SUPPLIED RECORDS:
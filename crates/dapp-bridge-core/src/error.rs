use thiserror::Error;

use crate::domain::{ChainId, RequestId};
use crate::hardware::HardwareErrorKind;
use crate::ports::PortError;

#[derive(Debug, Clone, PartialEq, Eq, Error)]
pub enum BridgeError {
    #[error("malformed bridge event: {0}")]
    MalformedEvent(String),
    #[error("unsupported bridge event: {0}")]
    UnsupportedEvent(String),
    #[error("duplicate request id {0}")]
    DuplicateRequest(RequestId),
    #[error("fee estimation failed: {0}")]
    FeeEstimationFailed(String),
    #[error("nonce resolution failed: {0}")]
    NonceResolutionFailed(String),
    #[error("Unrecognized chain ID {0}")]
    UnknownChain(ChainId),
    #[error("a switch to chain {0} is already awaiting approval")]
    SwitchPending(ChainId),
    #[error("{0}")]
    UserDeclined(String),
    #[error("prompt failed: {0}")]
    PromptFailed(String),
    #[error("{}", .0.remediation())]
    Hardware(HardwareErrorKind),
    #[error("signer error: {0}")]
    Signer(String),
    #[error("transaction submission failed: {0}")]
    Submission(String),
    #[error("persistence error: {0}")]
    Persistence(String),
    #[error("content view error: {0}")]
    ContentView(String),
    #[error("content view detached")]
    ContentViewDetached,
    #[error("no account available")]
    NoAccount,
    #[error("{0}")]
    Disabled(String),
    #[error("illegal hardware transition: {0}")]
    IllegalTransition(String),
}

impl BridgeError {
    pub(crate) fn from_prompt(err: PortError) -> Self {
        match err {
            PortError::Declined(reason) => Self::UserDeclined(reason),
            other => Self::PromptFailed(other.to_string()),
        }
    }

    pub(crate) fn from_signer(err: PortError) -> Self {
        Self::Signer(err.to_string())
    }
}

EXERCISE: All entries should be transcribed verbatim.

EXERCISE RESPONSE:
filename crates/dapp-bridge-core/src/error.rs
use thiserror::Error;

use crate::domain::{ChainId, RequestId};
use crate::hardware::HardwareErrorKind;
use crate::ports::PortError;

#[derive(Debug, Clone, PartialEq, Eq, Error)]
pub enum BridgeError {
    #[error("malformed bridge event: {0}")]
    MalformedEvent(String),
    #[error("unsupported bridge event: {0}")]
    UnsupportedEvent(String),
    #[error("duplicate request id {0}")]
    DuplicateRequest(RequestId),
    #[error("fee estimation failed: {0}")]
    FeeEstimationFailed(String),
    #[error("nonce resolution failed: {0}")]
    NonceResolutionFailed(String),
    #[error("Unrecognized chain ID {0}")]
    UnknownChain(ChainId),
    #[error("a switch to chain {0} is already awaiting approval")]
    SwitchPending(ChainId),
    #[error("{0}")]
    UserDeclined(String),
    #[error("prompt failed: {0}")]
    PromptFailed(String),
    #[error("{}", .0.remediation())]
    Hardware(HardwareErrorKind),
    #[error("signer error: {0}")]
    Signer(String),
    #[error("transaction submission failed: {0}")]
    Submission(String),
    #[error("persistence error: {0}")]
    Persistence(String),
    #[error("content view error: {0}")]
    ContentView(String),
    #[error("content view detached")]
    ContentViewDetached,
    #[error("no account available")]
    NoAccount,
    #[error("{0}")]
    Disabled(String),
    #[error("illegal hardware transition: {0}")]
    IllegalTransition(String),
}

impl BridgeError {
    pub(crate) fn from_prompt(err: PortError) -> Self {
        match err {
            PortError::Declined(reason) => Self::UserDeclined(reason),
            other => Self::PromptFailed(other.to_string()),
        }
    }

    pub(crate) fn from_signer(err: PortError) -> Self {
        Self::Signer(err.to_string())
    }
}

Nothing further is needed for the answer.